What the task requires | Since only the total matters, count the lines of these entries containing the word "Some" and write that total alone.

Records provided |
Start of Block

use std::{env, path::PathBuf};

use super::schema::Settings;

/// Configuration loading helpers.
///
/// `Settings::load` tries environment variables first (prefix `ARIA__`),
/// then an optional config file and falls back to struct defaults.
impl Settings {
    /// Load settings from environment and optional config file.
    pub fn load() -> Result<Self, ::config::ConfigError> {
        let config_path = resolve_config_path();

        let mut builder = ::config::Config::builder();

        if let Some(path) = &config_path {
            builder = builder.add_source(::config::File::from(path.as_path()).required(false));
        }

        builder = builder.add_source(
            ::config::Environment::with_prefix("ARIA")
                .separator("__")
                .try_parsing(true),
        );

        let cfg = builder.build()?;
        let settings: Settings = cfg.try_deserialize()?;
        Ok(settings)
    }

    /// Perform basic validation checks on loaded settings.
    pub fn validate(&self) -> Result<(), String> {
        if !(0.0..=1.0).contains(&self.playback.volume) {
            return Err("playback.volume must be within [0.0, 1.0]".to_string());
        }
        if self.visualizer.sample_capacity == 0 {
            return Err("visualizer.sample_capacity must be >= 1".to_string());
        }
        if self.visualizer.fft_size < 2 {
            return Err("visualizer.fft_size must be >= 2".to_string());
        }
        Ok(())
    }
}

/// Resolve the config path from `ARIA_CONFIG_PATH` or XDG defaults.
pub fn resolve_config_path() -> Option<PathBuf> {
    if let Some(p) = env::var_os("ARIA_CONFIG_PATH") {
        return Some(PathBuf::from(p));
    }
    default_config_path()
}

/// Compute the default config path under `$XDG_CONFIG_HOME/aria/config.toml`
/// or `~/.config/aria/config.toml` when `XDG_CONFIG_HOME` is not set.
pub fn default_config_path() -> Option<PathBuf> {
    let config_home = if let Some(xdg) = env::var_os("XDG_CONFIG_HOME") {
        Some(PathBuf::from(xdg))
    } else if let Some(home) = env::var_os("HOME") {
        Some(PathBuf::from(home).join(".config"))
    } else {
        None
    };

    config_home.map(|d| d.join("aria").join("config.toml"))
}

End of Block

Written response | 7